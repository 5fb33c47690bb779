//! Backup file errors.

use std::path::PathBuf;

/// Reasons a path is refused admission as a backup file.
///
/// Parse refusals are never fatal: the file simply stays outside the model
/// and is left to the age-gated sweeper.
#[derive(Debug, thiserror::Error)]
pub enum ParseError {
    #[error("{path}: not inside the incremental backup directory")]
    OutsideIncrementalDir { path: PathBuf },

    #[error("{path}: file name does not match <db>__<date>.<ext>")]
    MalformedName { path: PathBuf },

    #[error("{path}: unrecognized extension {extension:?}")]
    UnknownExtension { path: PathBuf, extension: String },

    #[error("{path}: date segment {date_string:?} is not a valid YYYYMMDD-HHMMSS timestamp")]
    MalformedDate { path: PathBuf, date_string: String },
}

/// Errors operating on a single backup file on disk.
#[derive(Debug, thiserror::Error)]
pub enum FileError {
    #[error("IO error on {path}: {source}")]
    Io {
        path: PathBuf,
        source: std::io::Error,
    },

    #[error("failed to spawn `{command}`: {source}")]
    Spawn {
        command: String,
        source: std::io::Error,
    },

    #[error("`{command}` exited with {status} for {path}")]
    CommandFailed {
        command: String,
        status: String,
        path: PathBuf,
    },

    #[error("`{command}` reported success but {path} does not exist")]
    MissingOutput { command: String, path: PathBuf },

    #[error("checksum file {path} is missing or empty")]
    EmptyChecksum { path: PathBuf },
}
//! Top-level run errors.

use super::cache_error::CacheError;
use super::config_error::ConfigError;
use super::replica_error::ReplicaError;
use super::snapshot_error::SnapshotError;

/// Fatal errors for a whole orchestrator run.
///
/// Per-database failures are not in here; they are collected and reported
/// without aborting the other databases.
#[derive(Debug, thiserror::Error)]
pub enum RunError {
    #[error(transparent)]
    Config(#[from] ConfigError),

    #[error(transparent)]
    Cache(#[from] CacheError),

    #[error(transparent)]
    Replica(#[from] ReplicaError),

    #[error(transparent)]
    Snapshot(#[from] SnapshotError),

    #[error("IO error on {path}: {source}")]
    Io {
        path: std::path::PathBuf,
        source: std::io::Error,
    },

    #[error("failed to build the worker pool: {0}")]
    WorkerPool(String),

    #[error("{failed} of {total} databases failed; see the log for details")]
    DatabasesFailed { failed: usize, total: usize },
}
- - -
What this task involves →
Begin with the line above that has "reported success but" and continue through the line that has "use super::config_error::ConfigError;", setting each one down exactly. Stop there.

Solution for this problem →
    #[error("`{command}` reported success but {path} does not exist")]
    MissingOutput { command: String, path: PathBuf },

    #[error("checksum file {path} is missing or empty")]
    EmptyChecksum { path: PathBuf },
}
//! Top-level run errors.

use super::cache_error::CacheError;
use super::config_error::ConfigError;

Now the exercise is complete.